> _Task requirements_:
Every record must be output verbatim in the reply.

> _Excerpted data_:
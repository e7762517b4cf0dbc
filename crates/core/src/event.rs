// SPDX-License-Identifier: MIT
// Copyright (c) 2026 Alfred Jean LLC

//! Classified, displayable history events.

use std::fmt;

use chrono::{DateTime, Utc};
use serde::{Deserialize, Serialize};

use crate::transaction::{Transaction, TransactionId};

/// What a transaction did to a document, as shown to users.
#[derive(Debug, Clone, Copy, PartialEq, Eq, Serialize, Deserialize)]
#[serde(rename_all = "snake_case")]
pub enum EventType {
    /// The draft was created.
    Created,
    /// The document was patched.
    Edited,
    /// The draft replaced the published copy.
    Published,
    /// The published copy was retired back into a draft.
    Unpublished,
    /// The mutation shape matched none of the known patterns.
    Unknown,
}

impl EventType {
    /// Returns the string representation used on the wire and in display.
    pub fn as_str(&self) -> &'static str {
        match self {
            EventType::Created => "created",
            EventType::Edited => "edited",
            EventType::Published => "published",
            EventType::Unpublished => "unpublished",
            EventType::Unknown => "unknown",
        }
    }
}

impl fmt::Display for EventType {
    fn fmt(&self, f: &mut fmt::Formatter<'_>) -> fmt::Result {
        write!(f, "{}", self.as_str())
    }
}

/// One entry in a document's history.
///
/// Built from exactly one transaction; coalescing may later absorb it into
/// a neighbouring edit, in which case the survivor's window and author list
/// grow to cover it.
#[derive(Debug, Clone, PartialEq, Serialize, Deserialize)]
#[serde(rename_all = "camelCase")]
pub struct HistoryEvent {
    #[serde(rename = "type")]
    pub kind: EventType,
    /// Transaction id the event was classified from.
    pub rev: TransactionId,
    /// Published id of the document the history belongs to.
    pub document_id: String,
    /// Authors, deduplicated, in precedence order.
    pub user_ids: Vec<String>,
    /// Every transaction folded into this event, oldest first.
    pub transaction_ids: Vec<TransactionId>,
    pub start_time: DateTime<Utc>,
    pub end_time: DateTime<Utc>,
}

impl HistoryEvent {
    /// Creates an event covering a single transaction.
    pub fn from_transaction(kind: EventType, document_id: &str, tx: &Transaction) -> Self {
        HistoryEvent {
            kind,
            rev: tx.id.clone(),
            document_id: document_id.to_string(),
            user_ids: vec![tx.author.clone()],
            transaction_ids: vec![tx.id.clone()],
            start_time: tx.timestamp,
            end_time: tx.timestamp,
        }
    }

    /// Returns true if the event still covers a single instant.
    pub fn is_instant(&self) -> bool {
        self.start_time == self.end_time
    }

    /// Returns true if the transaction is represented by this event.
    pub fn contains_rev(&self, rev: &str) -> bool {
        self.rev == rev || self.transaction_ids.iter().any(|id| id == rev)
    }
}

/// Finds the event that represents a revision, including absorbed edits.
pub fn find_event_for_rev<'a>(events: &'a [HistoryEvent], rev: &str) -> Option<&'a HistoryEvent> {
    events.iter().find(|event| event.contains_rev(rev))
}

#[cfg(test)]
#[path = "event_tests.rs"]
mod tests;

> _Solution to this task_:
repository e7762517b4cf0dbc
filename crates/core/src/event.rs
// SPDX-License-Identifier: MIT
// Copyright (c) 2026 Alfred Jean LLC

//! Classified, displayable history events.

use std::fmt;

use chrono::{DateTime, Utc};
use serde::{Deserialize, Serialize};

use crate::transaction::{Transaction, TransactionId};

/// What a transaction did to a document, as shown to users.
#[derive(Debug, Clone, Copy, PartialEq, Eq, Serialize, Deserialize)]
#[serde(rename_all = "snake_case")]
pub enum EventType {
    /// The draft was created.
    Created,
    /// The document was patched.
    Edited,
    /// The draft replaced the published copy.
    Published,
    /// The published copy was retired back into a draft.
    Unpublished,
    /// The mutation shape matched none of the known patterns.
    Unknown,
}

impl EventType {
    /// Returns the string representation used on the wire and in display.
    pub fn as_str(&self) -> &'static str {
        match self {
            EventType::Created => "created",
            EventType::Edited => "edited",
            EventType::Published => "published",
            EventType::Unpublished => "unpublished",
            EventType::Unknown => "unknown",
        }
    }
}

impl fmt::Display for EventType {
    fn fmt(&self, f: &mut fmt::Formatter<'_>) -> fmt::Result {
        write!(f, "{}", self.as_str())
    }
}

/// One entry in a document's history.
///
/// Built from exactly one transaction; coalescing may later absorb it into
/// a neighbouring edit, in which case the survivor's window and author list
/// grow to cover it.
#[derive(Debug, Clone, PartialEq, Serialize, Deserialize)]
#[serde(rename_all = "camelCase")]
pub struct HistoryEvent {
    #[serde(rename = "type")]
    pub kind: EventType,
    /// Transaction id the event was classified from.
    pub rev: TransactionId,
    /// Published id of the document the history belongs to.
    pub document_id: String,
    /// Authors, deduplicated, in precedence order.
    pub user_ids: Vec<String>,
    /// Every transaction folded into this event, oldest first.
    pub transaction_ids: Vec<TransactionId>,
    pub start_time: DateTime<Utc>,
    pub end_time: DateTime<Utc>,
}

impl HistoryEvent {
    /// Creates an event covering a single transaction.
    pub fn from_transaction(kind: EventType, document_id: &str, tx: &Transaction) -> Self {
        HistoryEvent {
            kind,
            rev: tx.id.clone(),
            document_id: document_id.to_string(),
            user_ids: vec![tx.author.clone()],
            transaction_ids: vec![tx.id.clone()],
            start_time: tx.timestamp,
            end_time: tx.timestamp,
        }
    }

    /// Returns true if the event still covers a single instant.
    pub fn is_instant(&self) -> bool {
        self.start_time == self.end_time
    }

    /// Returns true if the transaction is represented by this event.
    pub fn contains_rev(&self, rev: &str) -> bool {
        self.rev == rev || self.transaction_ids.iter().any(|id| id == rev)
    }
}

/// Finds the event that represents a revision, including absorbed edits.
pub fn find_event_for_rev<'a>(events: &'a [HistoryEvent], rev: &str) -> Option<&'a HistoryEvent> {
    events.iter().find(|event| event.contains_rev(rev))
}

#[cfg(test)]
#[path = "event_tests.rs"]
mod tests;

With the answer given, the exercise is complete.